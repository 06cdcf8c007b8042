//! Catalog products.

use serde::{Deserialize, Serialize};

use super::Record;
use crate::types::{Price, ProductId};

/// A catalog product.
///
/// `active` is toggled by administrators; inactive products stay in the
/// catalog response and are labelled for admins only.
#[derive(Debug, Clone, PartialEq, Eq, Serialize, Deserialize)]
pub struct Product {
    #[serde(rename = "_id", alias = "id")]
    pub id: ProductId,
    pub title: String,
    #[serde(default)]
    pub desc: String,
    #[serde(default)]
    pub img: String,
    #[serde(default)]
    pub price: Price,
    /// Units on hand as the backend stores them; may be negative after
    /// overselling.
    #[serde(default)]
    pub stock: i32,
    #[serde(default)]
    pub categories: Vec<String>,
    #[serde(default, skip_serializing_if = "Option::is_none")]
    pub size: Option<String>,
    #[serde(default, skip_serializing_if = "Option::is_none")]
    pub color: Option<String>,
    #[serde(default)]
    pub active: bool,
}

impl Product {
    /// Units available to sell, with negative stock counted as none.
    #[must_use]
    pub fn stock_on_hand(&self) -> u32 {
        u32::try_from(self.stock).unwrap_or(0)
    }

    /// Description cut to `max_chars` characters, with `...` appended when cut.
    #[must_use]
    pub fn summary(&self, max_chars: usize) -> String {
        if self.desc.chars().count() > max_chars {
            let cut: String = self.desc.chars().take(max_chars).collect();
            format!("{cut}...")
        } else {
            self.desc.clone()
        }
    }
}

impl Record for Product {
    type Id = ProductId;

    fn id(&self) -> &ProductId {
        &self.id
    }
}

/// Body for creating or editing a product.
#[derive(Debug, Clone, PartialEq, Eq, Serialize)]
pub struct ProductInput {
    pub title: String,
    pub desc: String,
    pub img: String,
    pub price: Price,
    pub stock: u32,
    pub categories: Vec<String>,
    #[serde(skip_serializing_if = "Option::is_none")]
    pub size: Option<String>,
    #[serde(skip_serializing_if = "Option::is_none")]
    pub color: Option<String>,
}

impl From<&Product> for ProductInput {
    fn from(product: &Product) -> Self {
        Self {
            title: product.title.clone(),
            desc: product.desc.clone(),
            img: product.img.clone(),
            price: product.price,
            stock: product.stock_on_hand(),
            categories: product.categories.clone(),
            size: product.size.clone(),
            color: product.color.clone(),
        }
    }
}
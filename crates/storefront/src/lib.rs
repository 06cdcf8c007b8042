//! Shopfront Storefront library.
//!
//! Client side of the storefront: a REST client for the backend, persisted
//! session handling, access gating, and the shopper-facing screens.
//!
//! # Modules
//!
//! - [`config`] - Environment configuration
//! - [`api`] - REST client and endpoint wrappers
//! - [`session`] - Persisted `token`/`user` keys and the [`Session`](session::Session) value
//! - [`services`] - Authentication flows
//! - [`access`] - Capabilities, admin capability token, route resolution
//! - [`screen`] - Load state and list-mutate-refresh machinery
//! - [`screens`] - Catalog, product form, cart and auth screens

#![cfg_attr(not(test), forbid(unsafe_code))]

pub mod access;
pub mod api;
pub mod config;
pub mod screen;
pub mod screens;
pub mod services;
pub mod session;
//! Type-safe price representation using decimal arithmetic.
//!
//! The backend sends prices and order amounts as plain JSON numbers. They are
//! held as [`Decimal`] so cart totals are exact; rounding only happens when a
//! price is formatted for display.

use std::iter::Sum;
use std::ops::Add;
use std::str::FromStr;

use rust_decimal::Decimal;
use serde::{Deserialize, Deserializer, Serialize, Serializer};
use thiserror::Error;

/// Errors that can occur when parsing a [`Price`] from user input.
#[derive(Debug, Error, Clone, PartialEq, Eq)]
pub enum PriceError {
    /// The input is not a decimal number.
    #[error("price must be a number")]
    NotANumber,
    /// The input is below zero.
    #[error("price cannot be negative")]
    Negative,
}

/// A monetary amount in the store currency's standard unit.
///
/// Serialized as a JSON number to match the backend's wire format.
#[derive(Debug, Clone, Copy, PartialEq, Eq, PartialOrd, Ord, Hash, Default)]
pub struct Price(Decimal);

impl Price {
    /// Zero.
    pub const ZERO: Self = Self(Decimal::ZERO);

    /// Create a new price.
    #[must_use]
    pub const fn new(amount: Decimal) -> Self {
        Self(amount)
    }

    /// Create a price from a whole number of cents.
    #[must_use]
    pub fn from_cents(cents: i64) -> Self {
        Self(Decimal::new(cents, 2))
    }

    /// The underlying decimal amount.
    #[must_use]
    pub const fn amount(&self) -> Decimal {
        self.0
    }

    /// Price multiplied by a quantity, saturating at the representable range.
    #[must_use]
    pub fn times(self, quantity: u32) -> Self {
        Self(self.0.saturating_mul(Decimal::from(quantity)))
    }

    /// Parse a price typed into a form field.
    ///
    /// # Errors
    ///
    /// Returns [`PriceError::NotANumber`] for non-numeric input and
    /// [`PriceError::Negative`] for amounts below zero.
    pub fn parse(input: &str) -> Result<Self, PriceError> {
        let amount = Decimal::from_str(input.trim()).map_err(|_| PriceError::NotANumber)?;
        if amount.is_sign_negative() && !amount.is_zero() {
            return Err(PriceError::Negative);
        }
        Ok(Self(amount.normalize()))
    }

    /// Format for display in the given currency (e.g., `$1,234.50`).
    #[must_use]
    pub fn display(&self, currency: CurrencyCode) -> String {
        let rounded = self.0.round_dp(2);
        let sign = if rounded.is_sign_negative() && !rounded.is_zero() {
            "-"
        } else {
            ""
        };
        let text = format!("{:.2}", rounded.abs());
        let (whole, cents) = text.split_once('.').unwrap_or((text.as_str(), "00"));
        format!(
            "{sign}{}{}.{cents}",
            currency.symbol(),
            group_thousands(whole)
        )
    }
}

/// Insert `,` separators every three digits from the right.
fn group_thousands(digits: &str) -> String {
    let mut grouped = String::with_capacity(digits.len() + digits.len() / 3);
    for (idx, ch) in digits.chars().enumerate() {
        if idx > 0 && (digits.len() - idx) % 3 == 0 {
            grouped.push(',');
        }
        grouped.push(ch);
    }
    grouped
}

impl Add for Price {
    type Output = Self;

    /// Saturates instead of overflowing.
    fn add(self, rhs: Self) -> Self {
        Self(self.0.saturating_add(rhs.0))
    }
}

impl Sum for Price {
    fn sum<I: Iterator<Item = Self>>(iter: I) -> Self {
        iter.fold(Self::ZERO, Add::add)
    }
}

impl From<Decimal> for Price {
    fn from(amount: Decimal) -> Self {
        Self(amount)
    }
}

impl From<u32> for Price {
    fn from(amount: u32) -> Self {
        Self(Decimal::from(amount))
    }
}

impl std::fmt::Display for Price {
    fn fmt(&self, f: &mut std::fmt::Formatter<'_>) -> std::fmt::Result {
        write!(f, "{}", self.0)
    }
}

impl Serialize for Price {
    fn serialize<S: Serializer>(&self, serializer: S) -> Result<S::Ok, S::Error> {
        rust_decimal::serde::float::serialize(&self.0, serializer)
    }
}

impl<'de> Deserialize<'de> for Price {
    fn deserialize<D: Deserializer<'de>>(deserializer: D) -> Result<Self, D::Error> {
        rust_decimal::serde::float::deserialize(deserializer).map(Self)
    }
}

/// ISO 4217 currency codes supported for display.
#[derive(Debug, Clone, Copy, PartialEq, Eq, Hash, Serialize, Deserialize, Default)]
pub enum CurrencyCode {
    #[default]
    USD,
    INR,
    EUR,
    GBP,
}

impl CurrencyCode {
    /// Display symbol for the currency.
    #[must_use]
    pub const fn symbol(&self) -> &'static str {
        match self {
            Self::USD => "$",
            Self::INR => "₹",
            Self::EUR => "€",
            Self::GBP => "£",
        }
    }
}
//! Plain-text rendering of screen views.

use std::io::{self, Write};

use shopfront_admin::{
    Badge, DashboardView, OrderDetailView, OrderRowView, ProductStatsView, UserRowView,
};
use shopfront_core::User;
use shopfront_storefront::screens::{CartView, ProductCardView, ProductDetailView};

fn badge(badge: &Badge) -> String {
    format!("[{}]", badge.label)
}

pub fn product_cards(out: &mut impl Write, cards: &[ProductCardView]) -> io::Result<()> {
    if cards.is_empty() {
        return writeln!(out, "No products found");
    }
    for card in cards {
        writeln!(out, "{}  {}  {}", card.id, card.title, card.price)?;
        if !card.summary.is_empty() {
            writeln!(out, "    {}", card.summary)?;
        }
        if !card.categories.is_empty() {
            writeln!(out, "    categories: {}", card.categories.join(", "))?;
        }
        if let (Some(status), Some(stock)) = (card.status, card.stock) {
            writeln!(out, "    status: {status}  stock: {stock}")?;
        }
    }
    Ok(())
}

pub fn product_detail(out: &mut impl Write, view: &ProductDetailView) -> io::Result<()> {
    writeln!(out, "{}", view.title)?;
    writeln!(out, "price: {}", view.price)?;
    if !view.categories.is_empty() {
        writeln!(out, "categories: {}", view.categories.join(", "))?;
    }
    if let Some(size) = &view.size {
        writeln!(out, "size: {size}")?;
    }
    if let Some(color) = &view.color {
        writeln!(out, "color: {color}")?;
    }
    if !view.img.is_empty() {
        writeln!(out, "image: {}", view.img)?;
    }
    writeln!(out)?;
    writeln!(out, "{}", view.desc)
}

pub fn cart(out: &mut impl Write, view: &CartView) -> io::Result<()> {
    if view.is_empty() {
        return writeln!(out, "Your cart is empty");
    }
    for line in &view.lines {
        writeln!(
            out,
            "{}  {} x {} = {}",
            line.title, line.quantity, line.unit_price, line.subtotal
        )?;
    }
    writeln!(out, "Items: {}", view.item_count)?;
    writeln!(out, "Total: {}", view.total)?;
    if let Some(warning) = &view.warning {
        writeln!(out, "Warning: {warning}")?;
    }
    Ok(())
}

pub fn user(out: &mut impl Write, user: &User) -> io::Result<()> {
    writeln!(out, "{} <{}>  {}", user.username, user.email, user.role_label())
}

pub fn dashboard(out: &mut impl Write, view: &DashboardView) -> io::Result<()> {
    writeln!(out, "Users:    {}", view.total_users)?;
    writeln!(out, "Products: {}", view.total_products)?;
    writeln!(out, "Orders:   {}", view.total_orders)?;
    writeln!(out, "Revenue:  {}", view.total_revenue)?;
    writeln!(out)?;
    writeln!(out, "Recent orders")?;
    order_rows(out, &view.recent_orders)
}

pub fn order_rows(out: &mut impl Write, rows: &[OrderRowView]) -> io::Result<()> {
    if rows.is_empty() {
        return writeln!(out, "No orders");
    }
    for row in rows {
        writeln!(
            out,
            "{:<8}  {:<16}  {:>12}  {:<12}  {}",
            row.short_id,
            row.customer,
            row.amount,
            badge(&row.status),
            row.date
        )?;
    }
    Ok(())
}

pub fn order_detail(out: &mut impl Write, view: &OrderDetailView) -> io::Result<()> {
    writeln!(out, "Order {}  {}", view.row.id, badge(&view.row.status))?;
    writeln!(out, "Date:     {}", view.row.date)?;
    writeln!(out, "Amount:   {}", view.row.amount)?;
    writeln!(out, "Address:  {}", view.address)?;
    writeln!(out, "Customer: {} <{}>", view.customer_username, view.customer_email)?;
    writeln!(out)?;
    for line in &view.lines {
        writeln!(
            out,
            "{}  {} x {} = {}",
            line.title, line.quantity, line.unit_price, line.subtotal
        )?;
    }
    Ok(())
}

pub fn user_rows(out: &mut impl Write, rows: &[UserRowView]) -> io::Result<()> {
    if rows.is_empty() {
        return writeln!(out, "No users");
    }
    for row in rows {
        writeln!(
            out,
            "{}  {:<16}  {:<28}  {:<8}  {}",
            row.id,
            row.username,
            row.email,
            badge(&row.role),
            row.joined
        )?;
    }
    Ok(())
}

pub fn product_stats(out: &mut impl Write, view: &ProductStatsView) -> io::Result<()> {
    writeln!(out, "Total products: {}", view.total_products)?;
    writeln!(out)?;
    writeln!(out, "Low stock")?;
    if view.low_stock.is_empty() {
        writeln!(out, "  No low stock products")?;
    }
    for product in &view.low_stock {
        writeln!(
            out,
            "  {:<24}  {:>6}  {}",
            product.title,
            badge(&product.stock),
            product.price
        )?;
    }
    writeln!(out)?;
    writeln!(out, "By category")?;
    if view.by_category.is_empty() {
        writeln!(out, "  No category data available")?;
    }
    for entry in &view.by_category {
        writeln!(out, "  {:<24}  {}", entry.category, entry.count)?;
    }
    Ok(())
}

_____

### WHAT IS NEEDED
Take from the listing above each line that contains the string "rounded".

### SOLUTION TO THE PROBLEM
        let rounded = self.0.round_dp(2);
        let sign = if rounded.is_sign_negative() && !rounded.is_zero() {
        let text = format!("{:.2}", rounded.abs());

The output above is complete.